Voyage au bout de la nuit - Louis‑Ferdinand Céline
Nos Allemands accroupis au fin fond de la route venaient justement de
changer d'instrument. C'est à la mitrailleuse qu'ils poursuivaient à présent
leurs sottises ; ils en craquaient comme de gros paquets d'allumettes et tout
autour de nous venaient voler des essaims de balles rageuses, pointilleuses
comme des guêpes.
L'homme arriva tout de même à sortir de sa bouche quelque chose d'articulé.

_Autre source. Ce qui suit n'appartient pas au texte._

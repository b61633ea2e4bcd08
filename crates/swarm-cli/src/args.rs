//! Command-line surface over [`swarm_core::config::RunnerConfig`]. The
//! library stays config-agnostic; this is the one place `clap` enters the
//! workspace.

use std::time::Duration;

use clap::Parser;
use swarm_core::config::{parse_request_increase_rate, RampSpec, RunnerConfig};
use swarm_core::SwarmError;

#[derive(Debug, Parser)]
#[command(
    name = "swarm-cli",
    version,
    about = "Headless worker for programmable load generation, standalone or as a Locust-protocol slave"
)]
pub struct CliArgs {
    /// Master host to connect to; when set, runs as a distributed slave
    #[arg(long = "master-host")]
    pub master_host: Option<String>,

    /// Master port to connect to
    #[arg(long = "master-port", default_value_t = 5557)]
    pub master_port: u16,

    /// Hatch type: "asap" or "smooth"
    #[arg(long = "hatch-type", default_value = "asap")]
    pub hatch_type: String,

    /// Smooth hatch: users spawned per second (0 falls back to asap)
    #[arg(long = "hatch-rate", default_value_t = 0)]
    pub hatch_rate: u32,

    /// Target active user count, standalone mode only
    #[arg(long = "num-users", alias = "hatch-count", default_value_t = 1)]
    pub num_users: u32,

    /// Token-bucket ceiling on requests per second; 0 disables rate limiting
    #[arg(long = "max-rps", default_value_t = 0)]
    pub max_rps: u32,

    /// Ramp step for max-rps, as "N" (per second) or "N/Ms"
    #[arg(long = "request-increase-rate")]
    pub request_increase_rate: Option<String>,

    /// Comma-separated task names to run once each, then exit
    #[arg(long = "run-tasks", value_delimiter = ',')]
    pub run_tasks: Vec<String>,

    /// Write a CPU flamegraph to this path when the run ends (requires the
    /// `profiling` feature)
    #[arg(long = "cpu-profile")]
    pub cpu_profile: Option<String>,

    /// Stop the CPU profile after this many seconds even if the run is
    /// still going
    #[arg(long = "cpu-profile-duration", default_value_t = 30)]
    pub cpu_profile_duration: u64,

    /// Write a heap profile to this path when the run ends (requires the
    /// `profiling` feature)
    #[arg(long = "memory-profile")]
    pub memory_profile: Option<String>,

    /// Stop the memory profile after this many seconds even if the run is
    /// still going
    #[arg(long = "memory-profile-duration", default_value_t = 30)]
    pub memory_profile_duration: u64,

    /// Report interval in seconds
    #[arg(long = "report-interval", default_value_t = 3)]
    pub report_interval: u64,

    /// Heartbeat period in seconds, distributed mode only
    #[arg(long = "heartbeat-period", default_value_t = 1)]
    pub heartbeat_period: u64,

    /// Append each report window to this CSV file
    #[arg(long = "csv")]
    pub csv: Option<String>,
}

impl CliArgs {
    /// Builds a [`RunnerConfig`], resolving `hatch-type` and
    /// `request-increase-rate` the same way the facade would, so a bad flag
    /// is caught here rather than failing deep inside the runner.
    pub fn to_runner_config(&self) -> Result<RunnerConfig, SwarmError> {
        let hatch_type = self.hatch_type.parse()?;
        let request_increase_rate: Option<RampSpec> = self
            .request_increase_rate
            .as_deref()
            .map(parse_request_increase_rate)
            .transpose()?;

        let config = RunnerConfig {
            master_host: self.master_host.clone(),
            master_port: self.master_port,
            hatch_type,
            hatch_rate: self.hatch_rate,
            hatch_count: self.num_users,
            max_rps: self.max_rps,
            request_increase_rate,
            run_tasks: self.run_tasks.clone(),
            report_interval: Duration::from_secs(self.report_interval),
            heartbeat_period: Duration::from_secs(self.heartbeat_period),
        };
        config.validate()?;
        Ok(config)
    }
}

#[cfg(test)]
mod tests {
    use super::*;

    #[test]
    fn parses_minimal_standalone_args() {
        let args = CliArgs::parse_from(["swarm-cli", "--num-users", "5"]);
        let config = args.to_runner_config().unwrap();
        assert_eq!(config.hatch_count, 5);
        assert!(!config.is_distributed());
    }

    #[test]
    fn distributed_mode_set_by_master_host() {
        let args = CliArgs::parse_from([
            "swarm-cli",
            "--master-host",
            "master.local",
            "--master-port",
            "6000",
        ]);
        let config = args.to_runner_config().unwrap();
        assert!(config.is_distributed());
        assert_eq!(config.master_port, 6000);
    }

    #[test]
    fn invalid_hatch_type_is_a_config_error() {
        let args = CliArgs::parse_from(["swarm-cli", "--hatch-type", "bogus"]);
        assert!(args.to_runner_config().is_err());
    }

    #[test]
    fn run_tasks_is_comma_split() {
        let args = CliArgs::parse_from(["swarm-cli", "--run-tasks", "hello,world"]);
        assert_eq!(args.run_tasks, vec!["hello".to_string(), "world".to_string()]);
    }
}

« Le maréchal des logis Barousse vient d'être tué, mon colonel,
qu'il dit tout d'un trait.
– Et alors ?
– Il a été tué en allant chercher le fourgon à pain sur la route
des Étrapes, mon colonel !
– Et alors ?
– Il a été éclaté par un obus !
– Et alors, nom de Dieu !
– Et voilà ! mon colonel !
– C'est tout ?
– Oui, c'est tout, mon colonel...
– Et le pain ? » demanda le colonel.
Ce fut la fin de ce dialogue parce que je me souviens bien qu'il a eu le
temps de dire tout juste : « Et le pain ? » Et puis ce fut tout. Après ça, rien
que du feu et puis du bruit avec. Mais alors un de ces bruits comme on ne
croirait jamais qu'il en existe. On en a eu tellement plein les yeux, les oreilles,
le nez, la bouche, tout de suite, du bruit, que je croyais bien que c'était fini ;
que j'étais devenu du feu et du bruit moi-même.
Et puis non, le feu est parti, le bruit est resté longtemps dans ma tête,
et puis les bras et les jambes qui tremblaient comme si quelqu'un vous les
secouait de par-derrière. Ils avaient l'air de me quitter et puis ils me sont
restés quand même mes membres. Dans la fumée qui piqua les yeux encore
longtemps, l'odeur pointue de la poudre et du soufre nous restait comme pour
tuer les punaises et les puces de la terre entière. […]
Quant au colonel, lui, je ne lui voulais pas de mal. Lui pourtant aussi il était
mort. Je ne le vis plus, tout d'abord. C'est qu'il avait été déporté sur le talus,
allongé sur le flanc par l'explosion et projeté jusque dans les bras du cavalier à
pied, le messager, fini lui aussi. Ils s'embrassaient tous les deux pour le moment
et pour toujours. Mais le cavalier n'avait plus sa tête, rien qu'une ouverture
au-dessus du cou, avec du sang dedans qui mijotait en glouglous comme de la
confiture dans la marmite. Le colonel avait son ventre ouvert, il en faisait une sale
grimace. Ça avait dû lui faire du mal ce coup-là au moment où c'était arrivé. Tant
pis pour lui ! S'il était parti dès les premières balles, ça ne lui serait pas arrivé.
Toutes ces viandes saignaient énormément ensemble.